The TD2000 is a retro-classic roadster inspired by the pre-war era of vehicles. It is produced by TD Cars (Malaysia), a private limited company incorporated in 1998. The company acquired the rights, intellectual properties and trademarks associated with the production of the TD2000 Roadster. The car is assembled in Malaysia today and exported overseas.

The authorized dealerships are located in Malaysia, Japan, Australia, New Zealand, India, Singapore, Thailand, Germany, England, Kuwait and Egypt. However, many TD2000s are spotted all over the world in Indonesia, Russia Federation, Finland, Romania, Poland, Cyprus, Taiwan, Macau, Botswana, Italy, France and UAE.

Roadsters Registry is an active, enthusiasts go-to group for daily updates, reviews, current news, vast gallery of photos, events and parts availability. The group is listed in the External Links below.

The TD2000 Story video is also listed in the External Links below.

== History ==
The idea of creating a retro-classic to pay homage to the 1950s British entry-level sports car MG TD based on a modern Japanese drivetrain. The roadster originated in 1986 using Nissan components and original MG TD jigs, dies and moulds. Australian Classic Cars (ACC), under Westmex, created the chassis, improved on other technical aspects and creature comfort. Gason of Ararat, under contract with ACC, successfully produced and launched about 100 vehicles in Australia. However, sales were unprofitable so the car arm of the company changed ownership several times until TD Cars acquired it and moved the production to Malaysia. Under the new management, TD2000s expanded beyond its border.

== Design ==
Today, the TD2000 roadster consists of 2 models, a Silverstone comes with a 5-speed manual shift and Gatsby with a 4-speed automatic gear. It sits on a steel chassis and is equipped with an independent double wishbone front suspension, a leaf-spring back axle and all-round disc brakes, delivering better handling and smoother ride than the original.
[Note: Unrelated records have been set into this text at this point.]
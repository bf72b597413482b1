use std::path::{Path, PathBuf};
use std::process;

use clap::{Args, Parser, Subcommand};
use tracing::Level;

use image_watermark::{
    default_output_path, Operation, ProcessOptions, ProcessResult, ProtectOptions, StampOptions,
    WatermarkEngine,
};

#[derive(Parser)]
#[command(
    name = "image-watermark",
    about = "Embed invisible LSB watermarks and visible text stamps into images",
    version,
    after_help = "Invisible payloads live in the lowest bit of the R/G/B channels.\n\
                  JPEG input is written back as PNG when an invisible payload is embedded."
)]
struct Cli {
    #[command(subcommand)]
    command: Command,

    /// Enable verbose output
    #[arg(short, long, global = true)]
    verbose: bool,

    /// Suppress all non-error output
    #[arg(short, long, global = true)]
    quiet: bool,
}

#[derive(Subcommand)]
enum Command {
    /// Embed an invisible text payload
    Embed {
        #[command(flatten)]
        io: IoArgs,
        /// Payload to embed
        #[arg(short, long)]
        text: String,
    },
    /// Recover an invisible text payload
    Decode {
        /// Input image file or directory
        input: String,
    },
    /// Draw a visible text stamp in the bottom-right corner
    Stamp {
        #[command(flatten)]
        io: IoArgs,
        /// Stamp text
        #[arg(short, long)]
        text: String,
        #[command(flatten)]
        stamp: StampArgs,
    },
    /// Embed and stamp, keeping the original image if either step fails
    Protect {
        #[command(flatten)]
        io: IoArgs,
        /// Invisible payload
        #[arg(long)]
        mark: Option<String>,
        /// Visible stamp text
        #[arg(long)]
        stamp: Option<String>,
        #[command(flatten)]
        stamp_args: StampArgs,
    },
}

#[derive(Args)]
struct IoArgs {
    /// Input image file or directory
    input: String,

    /// Output file or directory (default: {name}_marked.{ext})
    #[arg(short, long)]
    output: Option<String>,
}

#[derive(Args)]
struct StampArgs {
    /// Stamp opacity, exclusive range (0.0-1.0)
    #[arg(long, default_value = "0.35")]
    opacity: f32,

    /// Text height as a fraction of image width (0.0-1.0)
    #[arg(long, default_value = "0.035")]
    text_height: f32,

    /// Corner margin as a fraction of the shorter side (0.0-1.0)
    #[arg(long, default_value = "0.02")]
    margin: f32,
}

impl From<&StampArgs> for StampOptions {
    fn from(args: &StampArgs) -> Self {
        Self {
            opacity: args.opacity,
            text_height_ratio: args.text_height,
            margin_ratio: args.margin,
        }
    }
}

fn init_logging(opts: &ProcessOptions) {
    let level = if opts.verbose {
        Level::DEBUG
    } else if opts.quiet {
        Level::ERROR
    } else {
        Level::WARN
    };
    tracing_subscriber::fmt()
        .with_max_level(level)
        .with_target(false)
        .with_writer(std::io::stderr)
        .init();
}

fn main() {
    let cli = Cli::parse();
    let opts = ProcessOptions {
        verbose: cli.verbose,
        quiet: cli.quiet,
    };
    init_logging(&opts);

    let (input, output, op, stamp_options) = match cli.command {
        Command::Embed { io, text } => (io.input, io.output, Operation::Embed(text), None),
        Command::Decode { input } => (input, None, Operation::Decode, None),
        Command::Stamp { io, text, stamp } => (
            io.input,
            io.output,
            Operation::Stamp(text),
            Some(StampOptions::from(&stamp)),
        ),
        Command::Protect {
            io,
            mark,
            stamp,
            stamp_args,
        } => {
            if mark.is_none() && stamp.is_none() {
                eprintln!("Error: protect needs --mark, --stamp, or both");
                process::exit(1);
            }
            (
                io.input,
                io.output,
                Operation::Protect(ProtectOptions { mark, stamp }),
                Some(StampOptions::from(&stamp_args)),
            )
        }
    };

    let engine = match WatermarkEngine::new(stamp_options.unwrap_or_default()) {
        Ok(e) => e,
        Err(e) => {
            eprintln!("Error: {e}");
            process::exit(1);
        }
    };

    let input_path = Path::new(&input);
    if !input_path.exists() {
        eprintln!("Error: Input path does not exist: {input}");
        process::exit(1);
    }

    let results = if input_path.is_dir() {
        let output_dir = match (&output, &op) {
            (Some(o), _) => PathBuf::from(o),
            (None, Operation::Decode) => input_path.to_path_buf(),
            (None, _) => {
                eprintln!("Error: Output directory is required for batch processing");
                eprintln!("Usage: image-watermark <command> <input_dir> -o <output_dir>");
                process::exit(1);
            }
        };
        engine.process_directory(input_path, &output_dir, &op)
    } else {
        let output_path = match &output {
            Some(o) => PathBuf::from(o),
            None => default_output_path(input_path),
        };
        vec![engine.process_file(input_path, &output_path, &op)]
    };

    let mut success_count = 0u32;
    let mut skip_count = 0u32;
    let mut fail_count = 0u32;

    for r in &results {
        print_result(r, &opts);
        if r.skipped {
            skip_count += 1;
        } else if r.success {
            success_count += 1;
        } else {
            fail_count += 1;
        }
    }

    if results.len() > 1 && !opts.quiet {
        eprintln!();
        eprint!("[Summary] Processed: {success_count}");
        if skip_count > 0 {
            eprint!(", Skipped: {skip_count}");
        }
        if fail_count > 0 {
            eprint!(", Failed: {fail_count}");
        }
        eprintln!(" (Total: {})", results.len());
    }

    if fail_count > 0 {
        process::exit(1);
    }
}

fn print_result(result: &ProcessResult, opts: &ProcessOptions) {
    let filename = result.path.file_name().map_or_else(
        || result.path.display().to_string(),
        |f| f.to_string_lossy().to_string(),
    );

    // Decoded payloads go to stdout so they can be piped.
    if let Some(payload) = &result.payload {
        println!("{filename}\t{payload}");
    } else if result.skipped && result.output.is_none() && result.success {
        println!("{filename}\t[NONE]");
    }

    if opts.quiet && result.success {
        return;
    }

    if result.skipped {
        eprintln!("[SKIP] {filename}: {}", result.message);
    } else if result.success {
        match &result.output {
            Some(out) => eprintln!("[OK] {filename} -> {}", out.display()),
            None => eprintln!("[OK] {filename}"),
        }
    } else {
        eprintln!("[FAIL] {filename}: {}", result.message);
    }

    if opts.verbose && !result.message.is_empty() {
        eprintln!("  -> {}", result.message);
    }
}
Many local OEM engineers were contracted to study and build a complete suspension system with softer absorbers and 3-leaf springs, colder air-conditioning unit, and integrate a double-core radiator into the cooling system.

Its fiber glass bodywork incorporates side intrusion bars, is protected by stainless steel bumpers. With a 2-liter Toyota 3S-FE engine developing 96 kW, the rear-wheel drive roadster delivers better performance than its old Nissan predecessor. Power-to-weight ratio is superb as the roadster weighs less than 1 ton.

Standard features come with spoked wheels, walnut-burr dashboard, mohair soft-top and integrated roll-over bar. Options include leather trims, air-conditioning, wooden Motolita steering wheel, stainless steel luggage rack and roll bar.

The National Automobile Museum at Sepang International Circuit houses a pearl-blue Silverstone for public viewing.